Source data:
== Segment start ==

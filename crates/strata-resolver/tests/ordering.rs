//! Candidate ordering policies driving the solver's trial order.

use std::collections::BTreeMap;

use strata_resolver::{
    MemoryRepository, PackageOrder, PackageOrderList, Solver, SolverOptions, SolverStatus,
};
use strata_version::{Requirement, Version, VersionRange};

fn repository() -> MemoryRepository {
    let mut repo = MemoryRepository::new();
    repo.add_at("python-2.5.2", 100, &[]).unwrap();
    repo.add_at("python-2.6.0", 200, &[]).unwrap();
    repo.add_at("python-2.6.8", 300, &[]).unwrap();
    repo.add_at("python-2.7.0", 400, &[]).unwrap();
    repo.add("pybah-4", &["python-2.6"]).unwrap();
    repo.add("pybah-5", &["python-2.5"]).unwrap();
    repo
}

fn solve_with(repo: &MemoryRepository, orderers: PackageOrderList, requests: &[&str]) -> Vec<String> {
    let requests: Vec<Requirement> = requests
        .iter()
        .map(|s| Requirement::parse(s).unwrap())
        .collect();
    let options = SolverOptions {
        orderers,
        ..SolverOptions::default()
    };
    let mut solver = Solver::with_options(requests, repo, options).unwrap();
    let resolution = solver.run().unwrap();
    assert_eq!(resolution.status, SolverStatus::Solved, "{:?}", resolution.failure);
    resolution.packages.iter().map(|p| p.to_string()).collect()
}

#[test]
fn default_order_takes_the_latest() {
    let repo = repository();
    let resolved = solve_with(&repo, PackageOrderList::default(), &["python"]);
    assert_eq!(resolved, ["python-2.7.0"]);
}

#[test]
fn soft_timestamp_resolves_as_of_a_point_in_time() {
    let repo = repository();
    let orderers = PackageOrderList(vec![PackageOrder::SoftTimestamp {
        timestamp: 250,
        rank: 0,
    }]);
    let resolved = solve_with(&repo, orderers, &["python"]);
    assert_eq!(resolved, ["python-2.6.0"]);
}

#[test]
fn version_split_prefers_the_older_side() {
    let repo = repository();
    let orderers = PackageOrderList(vec![PackageOrder::VersionSplit {
        first_version: Version::parse("2.6.0").unwrap(),
    }]);
    let resolved = solve_with(&repo, orderers, &["python"]);
    assert_eq!(resolved, ["python-2.6.0"]);
}

#[test]
fn custom_patterns_take_priority() {
    let repo = repository();
    let orderers = PackageOrderList(vec![PackageOrder::Custom {
        version_orderings: vec![VersionRange::parse("2.6").unwrap()],
    }]);
    let resolved = solve_with(&repo, orderers, &["python"]);
    assert_eq!(resolved, ["python-2.6.8"]);
}

#[test]
fn per_family_orderers_apply_to_their_family_only() {
    let repo = repository();
    let orderers = PackageOrderList(vec![PackageOrder::PerFamily {
        orderers: BTreeMap::from([(
            "python".to_string(),
            PackageOrder::Sorted { descending: false },
        )]),
        default_order: None,
    }]);

    // python is consumed oldest-first under the override
    let resolved = solve_with(&repo, orderers.clone(), &["python"]);
    assert_eq!(resolved, ["python-2.5.2"]);

    // unlisted families fall through to latest-first
    let resolved = solve_with(&repo, orderers, &["pybah"]);
    assert_eq!(resolved, ["python-2.5.2", "pybah-5"]);
}

#[test]
fn narrowing_still_applies_within_a_custom_order() {
    let repo = repository();
    let orderers = PackageOrderList(vec![PackageOrder::Sorted { descending: false }]);
    // ascending order, but the request range still rules candidates out
    let resolved = solve_with(&repo, orderers, &["python-2.6"]);
    assert_eq!(resolved, ["python-2.6.0"]);
}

== Segment end ==

:: Task requirements ::
With the line containing "rules candidates out" as the first and the final line of the entries above as the last, write out that span exactly and nothing more.

:: Response to the task ::
    // ascending order, but the request range still rules candidates out
    let resolved = solve_with(&repo, orderers, &["python-2.6"]);
    assert_eq!(resolved, ["python-2.6.0"]);
}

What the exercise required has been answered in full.